What would be the advantage of create table like in this situation @kforeman?

liveandletbri commented 5 years ago

But your point about " the execution time was much longer than we anticipated" maybe suggests the benefits for this are low. Can you elaborate a bit? What were you expecting?

@bastienboutonnet I can speak to the performance issues. We created a macro that could optionally insert SAMPLE(0) and placed it next to the name of every table in our query. For example:

WITH my_cte AS (
  SELECT column_1
  FROM foo.bar SAMPLE(0)
)

SELECT a.column_1, b.column_2
FROM my_cte as a 
CROSS JOIN foo.another_table as b SAMPLE(0) 

The thought was that putting in the limitations at the mention of each table, rather than at the end of the query in the form of LIMIT 0, would speed the query up significantly since no data would flow through. Joins could be performed using zero rows, filters would be applied on zero rows, etc.

The problem is Snowflake still performs a table scan on the table before applying the SAMPLE(0) filter, so large tables could still add a significant amount of time to the queries. Some queries that take 10+ minutes with the full dataset might still run for 2-5 minutes with SAMPLE(0) applied.

That all being said, the large majority of queries are greatly improved by adding SAMPLE(0). It's only an issue on tables with hundreds of millions or billions of rows.

kforeman commented 5 years ago

What would be the advantage of create table like in this situation @kforeman?

Sorry, should have been clearer. We're considering using CREATE TABLE ... LIKE to produce empty versions of the upstream tables (our landing zone in Snowflake, where data is ingested from the production PSQL databases) that are outside of DBT. So we'd have empty source tables and wouldn't have to worry about the slow table scans that @liveandletbri mentioned. Would still use the regular table creation for DBT models.
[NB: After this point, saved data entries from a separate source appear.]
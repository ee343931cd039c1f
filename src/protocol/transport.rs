// SPDX-License-Identifier: Apache-2.0
// Copyright 2025 U.S. Federal Government (in countries where recognized)
//
// Licensed under the Apache License, Version 2.0 (the "License");
// you may not use this file except in compliance with the License.
// You may obtain a copy of the License at
//
//     http://www.apache.org/licenses/LICENSE-2.0
//
// Unless required by applicable law or agreed to in writing, software
// distributed under the License is distributed on an "AS IS" BASIS,
// WITHOUT WARRANTIES OR CONDITIONS OF ANY KIND, either express or implied.
// See the License for the specific language governing permissions and
// limitations under the License.

//! Message transports.
//!
//! A transport moves whole enrollment lines. [`LineTransport`] frames them
//! with `\n` over any tokio byte stream, accepting an optional `\r` before the
//! terminator. The size limit bounds inbound lines only; responses carry
//! whole certificate bundles and are written as they are.

use std::io;

use async_trait::async_trait;
use tokio::io::{AsyncBufReadExt, AsyncRead, AsyncReadExt, AsyncWrite, AsyncWriteExt, BufReader};

/// Default upper bound on a single inbound message.
pub const DEFAULT_MAX_MESSAGE_BYTES: usize = 64 * 1024;

/// Smallest inbound limit that still admits a `REGCL` line carrying a CSR
/// for the largest RSA keys in common use.
pub const MIN_MESSAGE_BYTES: usize = 8 * 1024;

/// A bidirectional channel of enrollment messages.
#[async_trait]
pub trait MessageTransport: Send {
    /// Read the next message.
    ///
    /// Returns `Ok(None)` once the peer has closed the connection. An error
    /// of kind [`io::ErrorKind::WouldBlock`] means no data is available yet
    /// and the read may simply be retried.
    async fn read_message(&mut self) -> io::Result<Option<Vec<u8>>>;

    /// Queue one message for sending.
    async fn write_message(&mut self, message: &[u8]) -> io::Result<()>;

    /// Flush queued messages to the peer.
    async fn flush(&mut self) -> io::Result<()>;
}

/// Newline-delimited messages over a byte stream.
#[derive(Debug)]
pub struct LineTransport<S> {
    stream: BufReader<S>,
    max_message_bytes: usize,
}

impl<S> LineTransport<S>
where
    S: AsyncRead + AsyncWrite + Unpin + Send,
{
    /// Wrap a stream.
    pub fn new(stream: S) -> Self {
        Self {
            stream: BufReader::new(stream),
            max_message_bytes: DEFAULT_MAX_MESSAGE_BYTES,
        }
    }

    /// Set the largest accepted inbound message, excluding the line terminator.
    pub fn max_message_bytes(mut self, max: usize) -> Self {
        self.max_message_bytes = max;
        self
    }

    /// Unwrap the underlying stream.
    pub fn into_inner(self) -> S {
        self.stream.into_inner()
    }
}

#[async_trait]
impl<S> MessageTransport for LineTransport<S>
where
    S: AsyncRead + AsyncWrite + Unpin + Send,
{
    async fn read_message(&mut self) -> io::Result<Option<Vec<u8>>> {
        // Leave room for "\r\n" on a maximum size message.
        let limit = self.max_message_bytes as u64 + 2;
        let mut line = Vec::new();
        let read = (&mut self.stream)
            .take(limit)
            .read_until(b'\n', &mut line)
            .await?;
        if read == 0 {
            return Ok(None);
        }

        let terminated = line.last() == Some(&b'\n');
        if terminated {
            line.pop();
        } else if read as u64 >= limit {
            return Err(io::Error::new(
                io::ErrorKind::InvalidData,
                format!("message exceeds {} bytes", self.max_message_bytes),
            ));
        }
        if line.last() == Some(&b'\r') {
            line.pop();
        }

        // Blank keep-alive lines carry nothing to process.
        if line.is_empty() {
            return Err(io::Error::new(io::ErrorKind::WouldBlock, "no data yet"));
        }
        Ok(Some(line))
    }

    async fn write_message(&mut self, message: &[u8]) -> io::Result<()> {
        let stream = self.stream.get_mut();
        stream.write_all(message).await?;
        stream.write_all(b"\n").await
    }

    async fn flush(&mut self) -> io::Result<()> {
        self.stream.get_mut().flush().await
    }
}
bastienboutonnet commented 5 years ago

So I found a really interesting thing, when you bring in a table into Tableau it runs a super fast and performant query to know the columns present in the table. It achieves this with the following:

select * from schema.table where 1=0

This translates in a very dry-run like query: nothing gets scanned, nothing gets materialised the query is essentially all initialisation. So I recon that would be pretty powerful.
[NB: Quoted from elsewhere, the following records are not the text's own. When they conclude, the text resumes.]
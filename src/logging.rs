// SPDX-License-Identifier: Apache-2.0
// Copyright 2025 U.S. Federal Government (in countries where recognized)
//
// Licensed under the Apache License, Version 2.0 (the "License");
// you may not use this file except in compliance with the License.
// You may obtain a copy of the License at
//
//     http://www.apache.org/licenses/LICENSE-2.0
//
// Unless required by applicable law or agreed to in writing, software
// distributed under the License is distributed on an "AS IS" BASIS,
// WITHOUT WARRANTIES OR CONDITIONS OF ANY KIND, either express or implied.
// See the License for the specific language governing permissions and
// limitations under the License.

//! Logging setup for the enrollment daemon.
//!
//! The library only emits `tracing` events. Binaries call [`init`] once to
//! install a formatting subscriber at the configured level:
//!
//! ```toml
//! [logging]
//! level = "debug"
//! ```

use std::str::FromStr;

use serde::{Deserialize, Serialize};
use tracing::Level;

use crate::error::{PkiError, Result};

/// Log level for filtering events.
#[derive(Debug, Clone, Copy, PartialEq, Eq, PartialOrd, Ord, Default, Serialize, Deserialize)]
#[serde(rename_all = "lowercase")]
pub enum LogLevel {
    /// Most verbose - all events.
    Trace,
    /// Debug information.
    Debug,
    /// Informational events.
    #[default]
    Info,
    /// Warnings.
    #[serde(alias = "warning")]
    Warn,
    /// Errors only.
    Error,
}

impl LogLevel {
    /// Parse from string representation.
    pub fn parse(s: &str) -> Option<Self> {
        match s.to_lowercase().as_str() {
            "trace" => Some(Self::Trace),
            "debug" => Some(Self::Debug),
            "info" => Some(Self::Info),
            "warn" | "warning" => Some(Self::Warn),
            "error" => Some(Self::Error),
            _ => None,
        }
    }

    /// Get the level name.
    pub fn as_str(&self) -> &'static str {
        match self {
            Self::Trace => "trace",
            Self::Debug => "debug",
            Self::Info => "info",
            Self::Warn => "warn",
            Self::Error => "error",
        }
    }

    /// The matching `tracing` level.
    pub fn to_tracing_level(self) -> Level {
        match self {
            Self::Trace => Level::TRACE,
            Self::Debug => Level::DEBUG,
            Self::Info => Level::INFO,
            Self::Warn => Level::WARN,
            Self::Error => Level::ERROR,
        }
    }

    /// One step more verbose, saturating at trace.
    pub fn more_verbose(self) -> Self {
        match self {
            Self::Error => Self::Warn,
            Self::Warn => Self::Info,
            Self::Info => Self::Debug,
            Self::Debug | Self::Trace => Self::Trace,
        }
    }
}

impl FromStr for LogLevel {
    type Err = PkiError;

    fn from_str(s: &str) -> Result<Self> {
        Self::parse(s).ok_or_else(|| PkiError::config(format!("unknown log level '{}'", s)))
    }
}

impl std::fmt::Display for LogLevel {
    fn fmt(&self, f: &mut std::fmt::Formatter<'_>) -> std::fmt::Result {
        f.write_str(self.as_str())
    }
}

/// Logging section of the daemon configuration.
#[derive(Debug, Clone, Default, PartialEq, Eq, Serialize, Deserialize)]
#[serde(deny_unknown_fields)]
pub struct LoggingConfig {
    /// Minimum level to emit.
    #[serde(default)]
    pub level: LogLevel,
}

/// Install a global `fmt` subscriber.
///
/// Returns false if a subscriber was already installed, which leaves the
/// existing one in place.
pub fn init(config: &LoggingConfig) -> bool {
    tracing_subscriber::fmt()
        .with_max_level(config.level.to_tracing_level())
        .with_target(false)
        .try_init()
        .is_ok()
}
Sticking this to the source as @drewbanin suggested could be a really powerful and easy way to bring dry-run-like behaviour to Snowflake I think. And it can come in several flavour. If you want to check your SQL works you'd do the where 1=0 statement and if you wanted some data you could call a sample. @drewbanin you suggested I make a new issue for this approach? Shall I do so we have any discussion linked to that particular approach in there and then I can get cracking with a PR?
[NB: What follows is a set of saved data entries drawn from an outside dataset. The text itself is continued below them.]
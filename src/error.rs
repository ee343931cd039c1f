//! Error types for the box PKI.
//!
//! Every fallible operation in the crate returns [`PkiError`]. The variants are
//! grouped by the layer that raises them: key and certificate handling, the
//! raw bundle codec, the persistence store, the enrollment message grammar and
//! configuration.

use thiserror::Error;

/// Result type alias using [`PkiError`].
pub type Result<T> = std::result::Result<T, PkiError>;

/// Errors that can occur while issuing, encoding or serving certificates.
#[derive(Debug, Error)]
pub enum PkiError {
    /// RSA key generation or key encoding failed.
    #[error("Key error: {0}")]
    Key(String),

    /// Building or signing a certificate failed.
    #[error("Certificate build error: {0}")]
    CertificateBuild(String),

    /// Failed to parse an X.509 certificate.
    #[error("Certificate parsing error: {0}")]
    CertificateParsing(String),

    /// Failed to generate or parse a CSR.
    #[error("CSR error: {0}")]
    Csr(String),

    /// The CSR's self-signature does not verify under its own public key.
    #[error("CSR signature verification failed: {0}")]
    RequestSignature(String),

    /// A certificate or CSR uses a signature algorithm other than the one required.
    #[error("incorrect signature algorithm received: {0}")]
    WrongSignatureAlgorithm(String),

    /// Chain verification against the trust pool failed.
    #[error("Certificate verification failed: {0}")]
    Verification(String),

    /// A DNS name is excluded by the issuing authority's name constraints.
    #[error("excluded DNS name: {0}")]
    ExcludedDnsName(String),

    /// A DNS name falls outside the issuing authority's permitted subtrees.
    #[error("DNS name not permitted: {0}")]
    NotPermittedDnsName(String),

    /// The request already carries a signed certificate.
    #[error("certificate request has already been approved")]
    AlreadyApproved,

    /// The value has no certificate.
    #[error("has no certificate")]
    NoCertificate,

    /// The value has no root CA certificate.
    #[error("has no root CA certificate")]
    NoRootCertificate,

    /// The value has no certificate request.
    #[error("has no certificate request")]
    NoCertificateRequest,

    /// The value has no private key.
    #[error("has no private key")]
    NoPrivateKey,

    /// A private key does not belong to the certificate it was loaded with.
    #[error("private key does not match certificate public key")]
    KeyMismatch,

    /// The raw bundle is empty.
    #[error("raw bundle is empty")]
    EmptyRaw,

    /// The raw bundle ended before a length header or part could be read.
    #[error("raw bundle truncated: needed {needed} bytes, {available} available")]
    TruncatedRaw {
        /// Bytes required by the next read.
        needed: usize,
        /// Bytes left in the bundle.
        available: usize,
    },

    /// The declared total length does not match the bytes that follow it.
    #[error("raw bundle length is invalid: declared {declared}, actual {actual}")]
    InvalidRawLength {
        /// Length declared by the total-length header.
        declared: usize,
        /// Bytes actually present after the header.
        actual: usize,
    },

    /// The declared part lengths plus their headers do not add up to the total.
    #[error("raw bundle part lengths are invalid: parts cover {parts} bytes, total is {total}")]
    InvalidPartLengths {
        /// Sum of part lengths and part headers.
        parts: usize,
        /// Declared total length.
        total: usize,
    },

    /// A sliced part does not have its declared length.
    #[error("raw {part} slice length is invalid: declared {declared}, got {actual}")]
    InvalidSliceLength {
        /// Name of the part being cut.
        part: &'static str,
        /// Length declared in the header.
        declared: usize,
        /// Length actually cut.
        actual: usize,
    },

    /// A part is too large for a two byte length field.
    #[error("raw {part} is {len} bytes, which exceeds the 65535 byte limit")]
    PartTooLarge {
        /// Name of the part being encoded.
        part: &'static str,
        /// Length of the part.
        len: usize,
    },

    /// Invalid PEM data.
    #[error("Invalid PEM data: {0}")]
    InvalidPem(String),

    /// A PEM block carries a different type tag than the field requires.
    #[error("PEM block has invalid type tag: expected '{expected}', got '{actual}'")]
    UnexpectedPemTag {
        /// Tag required for the field.
        expected: &'static str,
        /// Tag found in the block.
        actual: String,
    },

    /// The store has nothing under the given name.
    #[error("no stored item named '{0}'")]
    NotFound(String),

    /// The message has no identity after the secret header.
    #[error("message must have identity info")]
    NoIdentity,

    /// The message has no operation name.
    #[error("message must have op name after secret identity hash")]
    NoOpName,

    /// The secret is followed by a space instead of `#`.
    #[error("message must have secret with hash suffix")]
    NoSecretHeader,

    /// The message secret differs from the configured secret.
    #[error("message secret does not match expect secret")]
    InvalidSecret,

    /// The operation name exceeds the maximum length.
    #[error("message must have op name with max length of {max} in characters")]
    InvalidOpName {
        /// Maximum accepted length.
        max: usize,
    },

    /// The message ended before the grammar was satisfied.
    #[error("messages must be in format: secret#identity OP [body...]")]
    InvalidMessage,

    /// No secret was provided.
    #[error("Required to provide secret")]
    SecretRequired,

    /// The peer answered with something other than the expected response.
    #[error("Unexpected response: {0}")]
    UnexpectedResponse(String),

    /// Invalid configuration.
    #[error("Configuration error: {0}")]
    Config(String),

    /// Base64 decoding error.
    #[error("Base64 decode error: {0}")]
    Base64(#[from] base64::DecodeError),

    /// DER encoding/decoding error.
    #[error("DER error: {0}")]
    Der(#[from] der::Error),

    /// I/O error.
    #[error("I/O error: {0}")]
    Io(#[from] std::io::Error),
}

impl PkiError {
    /// Create a key error with the given message.
    pub fn key(msg: impl Into<String>) -> Self {
        Self::Key(msg.into())
    }

    /// Create a certificate build error with the given message.
    pub fn certificate_build(msg: impl Into<String>) -> Self {
        Self::CertificateBuild(msg.into())
    }

    /// Create a certificate parsing error with the given message.
    pub fn certificate_parsing(msg: impl Into<String>) -> Self {
        Self::CertificateParsing(msg.into())
    }

    /// Create a CSR error with the given message.
    pub fn csr(msg: impl Into<String>) -> Self {
        Self::Csr(msg.into())
    }

    /// Create a verification error with the given message.
    pub fn verification(msg: impl Into<String>) -> Self {
        Self::Verification(msg.into())
    }

    /// Create an invalid PEM error.
    pub fn invalid_pem(msg: impl Into<String>) -> Self {
        Self::InvalidPem(msg.into())
    }

    /// Create an unexpected PEM tag error.
    pub fn unexpected_pem_tag(expected: &'static str, actual: impl Into<String>) -> Self {
        Self::UnexpectedPemTag {
            expected,
            actual: actual.into(),
        }
    }

    /// Create a not found error for a store name.
    pub fn not_found(name: impl Into<String>) -> Self {
        Self::NotFound(name.into())
    }

    /// Create a configuration error.
    pub fn config(msg: impl Into<String>) -> Self {
        Self::Config(msg.into())
    }

    /// Returns true if this error came from the enrollment message grammar.
    pub fn is_protocol_error(&self) -> bool {
        matches!(
            self,
            Self::NoIdentity
                | Self::NoOpName
                | Self::NoSecretHeader
                | Self::InvalidSecret
                | Self::InvalidOpName { .. }
                | Self::InvalidMessage
                | Self::SecretRequired
        )
    }

    /// Returns true if this error came from decoding or encoding a raw bundle.
    pub fn is_codec_error(&self) -> bool {
        matches!(
            self,
            Self::EmptyRaw
                | Self::TruncatedRaw { .. }
                | Self::InvalidRawLength { .. }
                | Self::InvalidPartLengths { .. }
                | Self::InvalidSliceLength { .. }
                | Self::PartTooLarge { .. }
                | Self::InvalidPem(_)
                | Self::UnexpectedPemTag { .. }
        )
    }

    /// Returns true if the store simply had nothing under the requested name.
    pub fn is_not_found(&self) -> bool {
        matches!(self, Self::NotFound(_))
    }
}

#[cfg(test)]
mod tests {
    use super::*;

    #[test]
    fn test_error_display() {
        let err = PkiError::InvalidRawLength {
            declared: 10,
            actual: 8,
        };
        assert_eq!(
            err.to_string(),
            "raw bundle length is invalid: declared 10, actual 8"
        );

        let err = PkiError::unexpected_pem_tag("CERTIFICATE", "RSA PRIVATE KEY");
        assert_eq!(
            err.to_string(),
            "PEM block has invalid type tag: expected 'CERTIFICATE', got 'RSA PRIVATE KEY'"
        );

        assert_eq!(
            PkiError::InvalidSecret.to_string(),
            "message secret does not match expect secret"
        );
    }

    #[test]
    fn test_is_protocol_error() {
        assert!(PkiError::NoOpName.is_protocol_error());
        assert!(PkiError::InvalidOpName { max: 20 }.is_protocol_error());
        assert!(!PkiError::EmptyRaw.is_protocol_error());
    }

    #[test]
    fn test_is_codec_error() {
        assert!(PkiError::EmptyRaw.is_codec_error());
        assert!(PkiError::invalid_pem("bad").is_codec_error());
        assert!(!PkiError::NoCertificate.is_codec_error());
    }

    #[test]
    fn test_is_not_found() {
        assert!(PkiError::not_found("ca.cert").is_not_found());
        assert!(!PkiError::config("bad").is_not_found());
    }
}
drewbanin commented 5 years ago

@bastienboutonnet yeah! This one is interesting -- it's something you can already do in user-space, but it's certainly a workflow that dbt could make easier to implement. I have a couple of ideas here - happy to write them down in a new issue for sure! Maybe something like "More flexible control over selecting from sources", or similar?

bastienboutonnet commented 5 years ago

@drewbanin Yeah in user space is doable but it would require every query to have some checks a bit like the incremental macro right? I was more thinking of a solution around your wrapping SQL issue (https://github.com/fishtown-analytics/dbt/issues/1096). But happy to make it a different one. Whatever you think is best

github-actions[bot] commented 2 years ago

This issue has been marked as Stale because it has been open for 180 days with no activity. If you would like the issue to remain open, please remove the stale label or comment on the issue, or it will be closed in 7 days.